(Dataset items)
• • • • • • •
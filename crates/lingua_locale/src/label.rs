use crate::collate::Collation;
use crate::locale::{resolve, ResolvedLocale};
use crate::services::DisplayNames;

const MIN_CODE_LEN: usize = 2;
const MAX_CODE_LEN: usize = 6;

/// Uppercase the first character and keep the rest as is.
pub fn capitalize(s: &str) -> String {
    let mut chars = s.chars();
    match chars.next() {
        Some(first) => first.to_uppercase().chain(chars).collect(),
        None => String::new(),
    }
}

/// One entry of a language picker: what to show and the code it stands for.
#[derive(Clone, Debug, PartialEq, Eq)]
pub struct DisplayLabel {
    pub label: String,
    pub code: String,
}

/// Display labels and their codes, index-aligned.
#[derive(Clone, Debug, Default, PartialEq, Eq)]
pub struct LabelList {
    pub labels: Vec<String>,
    pub codes: Vec<String>,
}

impl LabelList {
    pub fn len(&self) -> usize {
        self.labels.len()
    }

    pub fn is_empty(&self) -> bool {
        self.labels.is_empty()
    }

    pub fn iter(&self) -> impl Iterator<Item = (&str, &str)> {
        self.labels
            .iter()
            .zip(&self.codes)
            .map(|(l, c)| (l.as_str(), c.as_str()))
    }
}

impl FromIterator<DisplayLabel> for LabelList {
    fn from_iter<T: IntoIterator<Item = DisplayLabel>>(iter: T) -> Self {
        let mut out = LabelList::default();
        for entry in iter {
            out.labels.push(entry.label);
            out.codes.push(entry.code);
        }
        out
    }
}

/// Human-readable name for a language code, rendered for `display`.
///
/// `"en_us"` shown to an English viewer is `"English (United States)"`.
/// Codes outside 2..=6 characters have no display form and yield `""`.
/// `current` only matters for codes that resolve to the default locale,
/// which the length gate already rules out; it is threaded through so the
/// result never depends on ambient state.
pub fn language_label(
    code: &str,
    display: &ResolvedLocale,
    current: &ResolvedLocale,
    names: &dyn DisplayNames,
) -> String {
    let len = code.chars().count();
    if !(MIN_CODE_LEN..=MAX_CODE_LEN).contains(&len) {
        return String::new();
    }

    let locale = resolve(Some(code), current);
    let language = capitalize(&names.language_name(&locale, display));
    let country = names.region_name(&locale, display);

    if country.is_empty() {
        language
    } else {
        format!("{language} ({country})")
    }
}

/// Labels for `codes` sorted by `sort_locale`'s collation, with their codes.
///
/// Labels are rendered for `sort_locale` too. Equal labels keep a stable order
/// by code. Returns `None` when there is nothing to display.
pub fn sorted_labels<S: AsRef<str>>(
    codes: &[S],
    sort_locale: &ResolvedLocale,
    current: &ResolvedLocale,
    names: &dyn DisplayNames,
    collation: &dyn Collation,
) -> Option<LabelList> {
    if codes.is_empty() {
        return None;
    }

    let mut entries: Vec<DisplayLabel> = codes
        .iter()
        .map(|code| {
            let code = code.as_ref();
            DisplayLabel {
                label: capitalize(&language_label(code, sort_locale, current, names)),
                code: code.to_string(),
            }
        })
        .collect();

    let cmp = collation.comparator(sort_locale);
    entries.sort_by(|a, b| cmp(&a.label, &b.label).then_with(|| cmp(&a.code, &b.code)));

    Some(entries.into_iter().collect())
}

/// Each language's label rendered in that language itself, in input order.
///
/// `"es"` yields `"Español"` whoever is looking. Returns `None` for no codes.
pub fn detail_labels<S: AsRef<str>>(
    codes: &[S],
    current: &ResolvedLocale,
    names: &dyn DisplayNames,
) -> Option<Vec<String>> {
    if codes.is_empty() {
        return None;
    }

    Some(
        codes
            .iter()
            .map(|code| {
                let code = code.as_ref();
                let own = resolve(Some(code), current);
                capitalize(&language_label(code, &own, current, names))
            })
            .collect(),
    )
}
//! Lingua locale resolution and language labels
//!
//! Goals:
//! - Turn short language codes (`en`, `en_us`, `pt_BR`) into a [`ResolvedLocale`]
//! - Produce localized labels for a language picker (`"English (United States)"`)
//! - Sort labels with locale-aware collation, keeping each paired with its code
//! - Keep every host dependency behind a trait:
//!   - [`DisplayNames`]: language/region names ([`CatalogNames`], YAML catalogs)
//!   - [`Collation`]: string ordering ([`IcuCollation`] with the `icu` feature)
//!   - [`DefaultLocale`]: the ambient locale ([`ProcessLocale`], [`FixedLocale`])
//!   - [`LanguagePreferences`]: the user's saved choice ([`MemoryPreferences`])
//!
//! The free functions take the current locale explicitly. [`LocaleManager`]
//! is the host-side adapter that reads it from a [`DefaultLocale`].

mod catalog;
mod collate;
mod config;
mod error;
mod format;
mod label;
mod locale;
mod manager;
mod services;

pub use catalog::{CatalogNames, CatalogParseError, NameCatalog};
#[cfg(feature = "icu")]
pub use collate::IcuCollation;
pub use collate::{CodepointCollation, Collation, CollationStrength, Comparator};
pub use config::{CollationConfig, LocaleConfig};
pub use error::LocaleError;
pub use format::{FormatLocalePolicy, FormatPolicy, LanguageOnly, Passthrough};
pub use label::{
    capitalize, detail_labels, language_label, sorted_labels, DisplayLabel, LabelList,
};
pub use locale::{
    detect_env_locale, is_same_language, locale_from_env, normalize_env_locale, resolve,
    ResolvedLocale,
};
pub use manager::{language_map, LocaleManager};
pub use services::{
    DefaultLocale, DisplayNames, FixedLocale, LanguagePreferences, MemoryPreferences, ProcessLocale,
};
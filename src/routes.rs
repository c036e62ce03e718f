//! Route registration and the version endpoint.
//!
//! The only route in the current API surface is `GET /api/v1`, which reports
//! the API version. The router owns the database pool so that handlers added
//! later can extract it with `State`.

use axum::{Json, Router, routing::get};
use serde::Serialize;

use crate::db::DbPool;

/// API version information.
#[derive(Debug, Serialize)]
pub struct Version {
    /// Version identifier
    pub id: &'static str,

    /// Release maturity of this version
    pub status: &'static str,

    /// Date this version was released
    pub date: &'static str,
}

/// Response body for the version endpoint.
#[derive(Debug, Serialize)]
pub struct VersionResponse {
    pub version: Version,
}

/// Handle the request to get the API version information.
async fn get_version() -> Json<VersionResponse> {
    Json(VersionResponse {
        version: Version {
            id: concat!("v", env!("CARGO_PKG_VERSION")),
            status: "experimental",
            date: "2026-08-07",
        },
    })
}

/// Build the application router with all v1 routes registered.
pub fn router(pool: DbPool) -> Router {
    Router::new()
        .route("/api/v1", get(get_version))
        .with_state(pool)
}
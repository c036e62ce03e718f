//! Live-database integration tests.
//!
//! Ignored by default: they need a reachable MySQL instance. Point the
//! `TEST_DATABASE_*` environment variables at one and run with
//! `cargo test -- --ignored`.

use bedrock_api::config::DatabaseConfig;
use bedrock_api::db;

fn live_config() -> DatabaseConfig {
    let var = |name: &str, fallback: &str| std::env::var(name).unwrap_or_else(|_| fallback.into());
    DatabaseConfig {
        db_name: var("TEST_DATABASE_NAME", "test"),
        user: var("TEST_DATABASE_USER", "root"),
        password: var("TEST_DATABASE_PASSWORD", ""),
        address: var("TEST_DATABASE_ADDRESS", "127.0.0.1"),
        port: var("TEST_DATABASE_PORT", "3306").parse().expect("numeric port"),
        max_idle_conns: 2,
        max_open_conns: 5,
        connect_timeout_secs: 5,
        connect_attempts: 1,
    }
}

#[tokio::test]
#[ignore = "needs a reachable MySQL instance"]
async fn connects_and_migrations_are_idempotent() -> anyhow::Result<()> {
    let pool = db::connect(&live_config()).await?;

    // Running migrations twice against the same schema must not error or
    // duplicate anything; sqlx tracks applied migrations in its ledger table.
    db::run_migrations(&pool).await?;
    db::run_migrations(&pool).await?;

    Ok(())
}

#[tokio::test]
#[ignore = "needs a reachable MySQL instance"]
async fn unreachable_host_surfaces_an_error() {
    let mut config = live_config();
    config.address = "127.0.0.1".to_string();
    config.port = 1; // nothing listens here
    config.connect_timeout_secs = 1;
    config.connect_attempts = 2;

    assert!(db::connect(&config).await.is_err());
}
//! Logger initialization.
//!
//! Sets up the global tracing subscriber from the validated server
//! configuration: log lines go to the configured log file (stdout if the
//! file cannot be opened) at the configured level. A `RUST_LOG` environment
//! variable, when set, takes precedence over the configured level.

use std::fs::OpenOptions;
use std::io;
use std::sync::Mutex;

use tracing_subscriber::EnvFilter;
use tracing_subscriber::fmt::writer::BoxMakeWriter;

use crate::config::ServerConfig;

/// Map a configured log level onto a tracing filter directive.
///
/// The configured level set carries `warning` and `fatal`, which tracing
/// spells `warn` and (at its most severe) `error`.
fn filter_directive(log_level: &str) -> &'static str {
    match log_level {
        "debug" => "debug",
        "warning" => "warn",
        "error" | "fatal" => "error",
        _ => "info",
    }
}

/// Initialize the global tracing subscriber.
///
/// Must be called exactly once, after configuration has been validated and
/// before any component that logs. Opens the configured log file in append
/// mode; if that fails, logging falls back to stdout and a diagnostic is
/// printed, so a bad log path never takes the service down.
pub fn init(server: &ServerConfig) {
    let filter = EnvFilter::try_from_default_env()
        .unwrap_or_else(|_| EnvFilter::new(filter_directive(&server.log_level)));

    let writer = match OpenOptions::new()
        .create(true)
        .append(true)
        .open(&server.log_file)
    {
        Ok(file) => BoxMakeWriter::new(Mutex::new(file)),
        Err(err) => {
            eprintln!(
                "error opening log file {}: {err}; defaulting to stdout",
                server.log_file
            );
            BoxMakeWriter::new(io::stdout)
        }
    };

    tracing_subscriber::fmt()
        .with_env_filter(filter)
        .with_writer(writer)
        .init();
}
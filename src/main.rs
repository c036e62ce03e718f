//! Service entry point.
//!
//! # Startup Flow
//!
//! 1. Parse command-line flags (the config directory)
//! 2. Load and validate configuration from file + environment
//! 3. Initialize the logger from the validated configuration
//! 4. Create the database connection pool
//! 5. Run database migrations
//! 6. Build the HTTP router and start serving
//!
//! Every failure along this path is fatal: it is logged as a single
//! diagnostic line identifying the failed stage and the process exits with a
//! non-zero status. No component below this file terminates the process
//! itself, which keeps each of them testable in isolation.

use std::path::PathBuf;
use std::process;

use clap::Parser;
use tower_http::trace::TraceLayer;

use bedrock_api::{config, db, logging, routes};

/// Command-line arguments.
#[derive(Debug, Parser)]
#[command(name = "bedrock-api", version, about = "Small HTTP API server")]
struct Cli {
    /// Directory containing the `config` file
    #[arg(long = "config-dir", default_value = ".")]
    config_dir: PathBuf,
}

#[tokio::main]
async fn main() {
    let cli = Cli::parse();

    // Load configuration. The logger is configured by the result, so a
    // failure here can only go to stderr.
    let config = match config::load(&cli.config_dir) {
        Ok(config) => config,
        Err(err) => {
            eprintln!("error in configuration: {err}");
            process::exit(1);
        }
    };

    logging::init(&config.server);
    tracing::info!(
        "configuration loaded from {}",
        cli.config_dir.join("config").display()
    );

    // Connect and run database migrations
    let pool = match db::connect(&config.database).await {
        Ok(pool) => pool,
        Err(err) => {
            tracing::error!("failed to connect to database: {err}");
            process::exit(1);
        }
    };
    tracing::info!("database pool created");

    if let Err(err) = db::run_migrations(&pool).await {
        tracing::error!("failed to run database migrations: {err}");
        process::exit(1);
    }
    tracing::info!("database migrations complete");

    // Register routes and add request tracing
    let app = routes::router(pool).layer(TraceLayer::new_for_http());

    // Bind to the configured address and start serving
    let addr = format!("{}:{}", config.server.address, config.server.port);
    let listener = match tokio::net::TcpListener::bind(&addr).await {
        Ok(listener) => listener,
        Err(err) => {
            tracing::error!("failed to bind {addr}: {err}");
            process::exit(1);
        }
    };
    tracing::info!("starting server on {addr}");

    if let Err(err) = axum::serve(listener, app).await {
        tracing::error!("server error: {err}");
        process::exit(1);
    }
}
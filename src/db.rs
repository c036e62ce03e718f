//! Database connection pool and migration management.
//!
//! This module provides utilities for:
//! - Creating and managing a MySQL connection pool sized from configuration
//! - Running database migrations automatically
//!
//! The initial connection is retried a bounded number of times with
//! exponential backoff, and every attempt carries a hard timeout, so an
//! unreachable database fails startup in a predictable amount of time.

use std::time::Duration;

use sqlx::ConnectOptions;
use sqlx::mysql::{MySqlConnectOptions, MySqlPool, MySqlPoolOptions};

use crate::config::DatabaseConfig;

/// Type alias for the MySQL connection pool.
///
/// Instead of writing `Pool<MySql>` everywhere, we can use `DbPool`.
pub type DbPool = MySqlPool;

/// Connections older than this are recycled on next borrow even when the
/// pool is otherwise idle-compliant, to tolerate network-level staleness.
const MAX_CONNECTION_LIFETIME: Duration = Duration::from_secs(10 * 60);

/// First retry delay; doubles on every further attempt.
const RETRY_BASE_DELAY: Duration = Duration::from_millis(500);

/// Longest delay the backoff schedule is allowed to reach.
const RETRY_MAX_DELAY: Duration = Duration::from_secs(10);

/// Build the connection target from the database configuration.
///
/// The connection uses the 4-byte-safe `utf8mb4` charset, decodes temporal
/// columns automatically through the chrono integration, and leaves the
/// session time zone at the server default so temporal values are
/// interpreted in local time rather than pinned to UTC.
///
/// The driver's own statement logging is disabled; the application's
/// tracing subscriber is the only log author.
pub fn connect_options(config: &DatabaseConfig) -> MySqlConnectOptions {
    MySqlConnectOptions::new()
        .host(&config.address)
        .port(config.port)
        .username(&config.user)
        .password(&config.password)
        .database(&config.db_name)
        .charset("utf8mb4")
        .timezone(None::<String>)
        .disable_statement_logging()
}

/// Pool sizing and lifetime policy from the database configuration.
///
/// `max_open_conns` bounds how many physical connections may exist at once;
/// `max_idle_conns` becomes the pool's warm floor of idle connections (the
/// nearest sqlx knob to a retained-idle bound). Each connection attempt is
/// bounded by the configured timeout.
fn pool_options(config: &DatabaseConfig) -> MySqlPoolOptions {
    MySqlPoolOptions::new()
        .max_connections(config.max_open_conns)
        .min_connections(config.max_idle_conns.min(config.max_open_conns))
        .max_lifetime(MAX_CONNECTION_LIFETIME)
        .acquire_timeout(Duration::from_secs(config.connect_timeout_secs))
}

/// Delay before retry number `attempt` (1-based), capped at [`RETRY_MAX_DELAY`].
fn backoff_delay(attempt: u32) -> Duration {
    RETRY_BASE_DELAY
        .saturating_mul(2u32.saturating_pow(attempt.saturating_sub(1)))
        .min(RETRY_MAX_DELAY)
}

/// Create a connection pool to the MySQL database.
///
/// A connection pool maintains multiple database connections that are
/// reused across HTTP requests instead of opening a new connection for each
/// one. The first connection is established eagerly so that an unreachable
/// host or rejected credentials surface here, at startup, rather than on the
/// first request.
///
/// Up to `connect_attempts` attempts are made, sleeping with exponential
/// backoff in between; the error from the last attempt is returned if all of
/// them fail. The caller treats that as fatal.
///
/// # Errors
///
/// Returns an error if:
/// - The database host is unreachable within the configured timeout
/// - Authentication fails
/// - The named database does not exist
pub async fn connect(config: &DatabaseConfig) -> Result<DbPool, sqlx::Error> {
    let mut attempt = 1;
    loop {
        match pool_options(config)
            .connect_with(connect_options(config))
            .await
        {
            Ok(pool) => return Ok(pool),
            Err(err) if attempt < config.connect_attempts => {
                let delay = backoff_delay(attempt);
                tracing::warn!(
                    "database connection attempt {attempt} of {} failed: {err}; \
                     retrying in {delay:?}",
                    config.connect_attempts
                );
                tokio::time::sleep(delay).await;
                attempt += 1;
            }
            Err(err) => return Err(err),
        }
    }
}

/// Run database migrations from the `migrations/` directory.
///
/// The macro embeds all SQL migration files at compile time and executes the
/// pending ones in order. Applied migrations are tracked in the
/// `_sqlx_migrations` table, so each migration runs only once and invoking
/// this repeatedly against an up-to-date schema is a no-op.
///
/// No migrations are declared yet; the mechanism is wired so that model
/// schemas added later are synchronized at every startup.
///
/// # Errors
///
/// Returns an error if a migration file is invalid or the database rejects
/// one of its statements.
pub async fn run_migrations(pool: &DbPool) -> Result<(), sqlx::migrate::MigrateError> {
    sqlx::migrate!("./migrations").run(pool).await
}
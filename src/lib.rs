pub mod api;
pub mod attendance;
pub mod auth;
pub mod config;
pub mod error;
pub mod models;
pub mod notify;
pub mod preferences;
pub mod receipt;
pub mod stub;
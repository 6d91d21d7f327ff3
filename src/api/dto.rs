use chrono::NaiveDate;
use serde::{Deserialize, Deserializer, Serialize};

use crate::models::ids::{de_id, de_opt_id};
use crate::models::{AttendanceRecord, AttendanceStatus, PersonRef};

/// List endpoints answer either with a bare array or with `{ "data": [...] }`.
#[derive(Debug, Deserialize)]
#[serde(untagged)]
pub enum ListEnvelope<T> {
    Bare(Vec<T>),
    Wrapped { data: Vec<T> },
}

impl<T> ListEnvelope<T> {
    pub fn into_vec(self) -> Vec<T> {
        match self {
            ListEnvelope::Bare(items) => items,
            ListEnvelope::Wrapped { data } => data,
        }
    }
}

#[derive(Debug, Deserialize)]
#[serde(untagged)]
pub enum ItemEnvelope<T> {
    Wrapped { data: T },
    Bare(T),
}

impl<T> ItemEnvelope<T> {
    pub fn into_inner(self) -> T {
        match self {
            ItemEnvelope::Wrapped { data } => data,
            ItemEnvelope::Bare(item) => item,
        }
    }
}

#[derive(Debug, Default, Deserialize)]
pub struct ErrorBody {
    #[serde(default)]
    pub message: Option<String>,
}

/// An attendance record as exchanged with `/presences`.
#[derive(Debug, Clone, PartialEq, Serialize, Deserialize)]
#[serde(rename_all = "camelCase")]
pub struct PresenceDto {
    #[serde(deserialize_with = "de_id")]
    pub id: String,
    pub date: String,
    #[serde(default, deserialize_with = "de_status")]
    pub statut: Option<AttendanceStatus>,
    #[serde(default, deserialize_with = "de_opt_id", skip_serializing_if = "Option::is_none")]
    pub enfant_id: Option<String>,
    #[serde(default, deserialize_with = "de_opt_id", skip_serializing_if = "Option::is_none")]
    pub personnel_id: Option<String>,
    #[serde(default, skip_serializing_if = "Option::is_none")]
    pub remarques: Option<String>,
    #[serde(default, skip_serializing_if = "Option::is_none")]
    pub created_at: Option<String>,
    #[serde(default, skip_serializing_if = "Option::is_none")]
    pub updated_at: Option<String>,
}

impl TryFrom<PresenceDto> for AttendanceRecord {
    type Error = String;

    fn try_from(dto: PresenceDto) -> Result<Self, Self::Error> {
        let date = parse_wire_date(&dto.date)
            .ok_or_else(|| format!("invalid date {:?} on presence {}", dto.date, dto.id))?;
        let person = match (dto.enfant_id, dto.personnel_id) {
            (Some(child), None) => PersonRef::Child(child),
            (None, Some(staff)) => PersonRef::Staff(staff),
            (Some(_), Some(_)) => {
                return Err(format!("presence {} references both a child and a staff member", dto.id));
            }
            (None, None) => return Err(format!("presence {} references nobody", dto.id)),
        };

        Ok(AttendanceRecord {
            id: dto.id,
            person,
            date,
            status: dto.statut,
            remarks: dto.remarques,
            created_at: dto.created_at,
            updated_at: dto.updated_at,
        })
    }
}

/// Body of `POST /presences`. Exactly one of the two references is set.
#[derive(Debug, Clone, PartialEq, Serialize)]
#[serde(rename_all = "camelCase")]
pub struct CreatePresenceRequest {
    pub date: String,
    pub statut: AttendanceStatus,
    #[serde(skip_serializing_if = "Option::is_none")]
    pub enfant_id: Option<String>,
    #[serde(skip_serializing_if = "Option::is_none")]
    pub personnel_id: Option<String>,
    #[serde(skip_serializing_if = "Option::is_none")]
    pub remarques: Option<String>,
}

impl CreatePresenceRequest {
    pub fn new(date: NaiveDate, statut: AttendanceStatus, person: &PersonRef) -> Self {
        let (enfant_id, personnel_id) = match person {
            PersonRef::Child(id) => (Some(id.clone()), None),
            PersonRef::Staff(id) => (None, Some(id.clone())),
        };
        Self {
            date: date.format("%Y-%m-%d").to_string(),
            statut,
            enfant_id,
            personnel_id,
            remarques: None,
        }
    }
}

/// Body of `PUT /presences/:id`.
#[derive(Debug, Clone, PartialEq, Serialize)]
#[serde(rename_all = "camelCase")]
pub struct UpdatePresenceRequest {
    pub statut: AttendanceStatus,
    #[serde(skip_serializing_if = "Option::is_none")]
    pub remarques: Option<String>,
}

impl UpdatePresenceRequest {
    pub fn new(statut: AttendanceStatus) -> Self {
        Self {
            statut,
            remarques: None,
        }
    }
}

/// Filters of `GET /presences`.
#[derive(Debug, Clone, Default, PartialEq)]
pub struct PresenceQuery {
    pub date: Option<NaiveDate>,
    pub enfant_id: Option<String>,
    pub personnel_id: Option<String>,
}

impl PresenceQuery {
    pub fn for_date(date: NaiveDate) -> Self {
        Self {
            date: Some(date),
            ..Self::default()
        }
    }

    pub fn with_child(mut self, enfant_id: impl Into<String>) -> Self {
        self.enfant_id = Some(enfant_id.into());
        self
    }

    pub fn with_staff(mut self, personnel_id: impl Into<String>) -> Self {
        self.personnel_id = Some(personnel_id.into());
        self
    }

    pub fn to_pairs(&self) -> Vec<(&'static str, String)> {
        let mut pairs = Vec::new();
        if let Some(date) = self.date {
            pairs.push(("date", date.format("%Y-%m-%d").to_string()));
        }
        if let Some(id) = &self.enfant_id {
            pairs.push(("enfantId", id.clone()));
        }
        if let Some(id) = &self.personnel_id {
            pairs.push(("personnelId", id.clone()));
        }
        pairs
    }
}

#[derive(Debug, Clone, PartialEq, Serialize, Deserialize)]
#[serde(rename_all = "camelCase")]
pub struct LoginRequest {
    pub email: String,
    pub mot_de_passe: String,
}

#[derive(Debug, Clone, PartialEq, Serialize, Deserialize)]
pub struct LoginResponse {
    pub token: String,
    pub user: User,
}

#[derive(Debug, Clone, PartialEq, Serialize, Deserialize)]
pub struct User {
    #[serde(deserialize_with = "de_id")]
    pub id: String,
    #[serde(default)]
    pub nom: String,
    #[serde(default)]
    pub prenom: String,
    pub email: String,
    #[serde(default, skip_serializing_if = "Option::is_none")]
    pub role: Option<String>,
}

/// Accepts `YYYY-MM-DD` as well as full timestamps starting with the day.
pub fn parse_wire_date(value: &str) -> Option<NaiveDate> {
    let day = value.get(..10)?;
    NaiveDate::parse_from_str(day, "%Y-%m-%d").ok()
}

fn de_status<'de, D>(deserializer: D) -> Result<Option<AttendanceStatus>, D::Error>
where
    D: Deserializer<'de>,
{
    Ok(Option::<String>::deserialize(deserializer)?
        .as_deref()
        .and_then(AttendanceStatus::from_wire))
}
• • • • • • •
> [Exercise]
The answer should consist solely of the lines from the first line above through the one with "shown to an", both included, repeated exactly.

> [Solved exercise]
filename crates/lingua_locale/src/label.rs
use crate::collate::Collation;
use crate::locale::{resolve, ResolvedLocale};
use crate::services::DisplayNames;

const MIN_CODE_LEN: usize = 2;
const MAX_CODE_LEN: usize = 6;

/// Uppercase the first character and keep the rest as is.
pub fn capitalize(s: &str) -> String {
    let mut chars = s.chars();
    match chars.next() {
        Some(first) => first.to_uppercase().chain(chars).collect(),
        None => String::new(),
    }
}

/// One entry of a language picker: what to show and the code it stands for.
#[derive(Clone, Debug, PartialEq, Eq)]
pub struct DisplayLabel {
    pub label: String,
    pub code: String,
}

/// Display labels and their codes, index-aligned.
#[derive(Clone, Debug, Default, PartialEq, Eq)]
pub struct LabelList {
    pub labels: Vec<String>,
    pub codes: Vec<String>,
}

impl LabelList {
    pub fn len(&self) -> usize {
        self.labels.len()
    }

    pub fn is_empty(&self) -> bool {
        self.labels.is_empty()
    }

    pub fn iter(&self) -> impl Iterator<Item = (&str, &str)> {
        self.labels
            .iter()
            .zip(&self.codes)
            .map(|(l, c)| (l.as_str(), c.as_str()))
    }
}

impl FromIterator<DisplayLabel> for LabelList {
    fn from_iter<T: IntoIterator<Item = DisplayLabel>>(iter: T) -> Self {
        let mut out = LabelList::default();
        for entry in iter {
            out.labels.push(entry.label);
            out.codes.push(entry.code);
        }
        out
    }
}

/// Human-readable name for a language code, rendered for `display`.
///
/// `"en_us"` shown to an English viewer is `"English (United States)"`.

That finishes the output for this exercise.